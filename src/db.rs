use crate::config::AppConfig;
use crate::errors::ServiceError;
use sea_orm::{
    ConnectOptions, ConnectionTrait, Database, DatabaseConnection, DbBackend, Statement,
};
use sea_orm_migration::MigratorTrait;
use std::time::Duration;
use tracing::{debug, error, info};

/// Type alias for a database connection pool
pub type DbPool = DatabaseConnection;

/// Configuration for database connection
#[derive(Debug, Clone)]
pub struct DbConfig {
    /// Database connection URL
    pub url: String,
    /// Maximum number of connections
    pub max_connections: u32,
    /// Minimum number of connections
    pub min_connections: u32,
    /// Connection timeout duration
    pub connect_timeout: Duration,
    /// Idle timeout duration
    pub idle_timeout: Duration,
    /// Acquire connection timeout
    pub acquire_timeout: Duration,
    /// Log every statement through sqlx
    pub sqlx_logging: bool,
}

impl Default for DbConfig {
    fn default() -> Self {
        Self {
            url: String::new(),
            max_connections: 10,
            min_connections: 1,
            connect_timeout: Duration::from_secs(30),
            idle_timeout: Duration::from_secs(600),
            acquire_timeout: Duration::from_secs(8),
            sqlx_logging: false,
        }
    }
}

impl From<&AppConfig> for DbConfig {
    fn from(cfg: &AppConfig) -> Self {
        Self {
            url: cfg.database_url.clone(),
            max_connections: cfg.db_max_connections,
            min_connections: cfg.db_min_connections,
            connect_timeout: Duration::from_secs(cfg.db_connect_timeout_secs),
            idle_timeout: Duration::from_secs(cfg.db_idle_timeout_secs),
            acquire_timeout: Duration::from_secs(cfg.db_acquire_timeout_secs),
            sqlx_logging: cfg.log_level.eq_ignore_ascii_case("trace"),
        }
    }
}

/// Establishes a connection pool to the database with custom configuration
pub async fn establish_connection_with_config(config: &DbConfig) -> Result<DbPool, ServiceError> {
    debug!(
        max_connections = config.max_connections,
        min_connections = config.min_connections,
        "Configuring database connection"
    );

    let mut opt = ConnectOptions::new(config.url.clone());

    opt.max_connections(config.max_connections)
        .min_connections(config.min_connections)
        .connect_timeout(config.connect_timeout)
        .acquire_timeout(config.acquire_timeout)
        .idle_timeout(config.idle_timeout)
        .sqlx_logging(config.sqlx_logging);

    info!(
        "Connecting to database with max_connections={}",
        config.max_connections
    );

    let db_pool = Database::connect(opt).await.map_err(|e| {
        error!("Database connection establishment failed: {}", e);
        ServiceError::DatabaseError(e)
    })?;

    info!("Database connection pool established successfully");

    Ok(db_pool)
}

/// Establish DB pool using AppConfig tuning
pub async fn establish_connection_from_app_config(cfg: &AppConfig) -> Result<DbPool, ServiceError> {
    let db_cfg: DbConfig = cfg.into();
    establish_connection_with_config(&db_cfg).await
}

/// Runs the embedded schema migrations
pub async fn run_migrations(pool: &DbPool) -> Result<(), ServiceError> {
    info!("Running database migrations");
    let start = std::time::Instant::now();

    let result = crate::migrator::Migrator::up(pool, None)
        .await
        .map_err(ServiceError::DatabaseError);

    let elapsed = start.elapsed();
    match &result {
        Ok(_) => info!(
            "Database migrations completed successfully in {:?}",
            elapsed
        ),
        Err(e) => error!("Database migrations failed after {:?}: {}", elapsed, e),
    }

    result
}

/// Checks the database with a `SELECT 1` round-trip
pub async fn check_connection(pool: &DbPool) -> Result<(), ServiceError> {
    debug!("Checking database connection");
    let start = std::time::Instant::now();

    let backend: DbBackend = pool.get_database_backend();
    let result = pool
        .execute(Statement::from_string(backend, "SELECT 1".to_owned()))
        .await
        .map(|_| ())
        .map_err(ServiceError::DatabaseError);

    let elapsed = start.elapsed();
    match &result {
        Ok(_) => debug!("Database connection check successful in {:?}", elapsed),
        Err(e) => error!(
            "Database connection check failed after {:?}: {}",
            elapsed, e
        ),
    }

    result
}

/// Closes the database connection pool
pub async fn close_pool(pool: DbPool) -> Result<(), ServiceError> {
    info!("Closing database connection pool");

    pool.close().await.map_err(ServiceError::DatabaseError)
}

·····

Could you show every line of the material that includes the string "info"?

● **Task answer**:
use tracing::{debug, error, info};
    info!(
    info!("Database connection pool established successfully");
    info!("Running database migrations");
        Ok(_) => info!(
    info!("Closing database connection pool");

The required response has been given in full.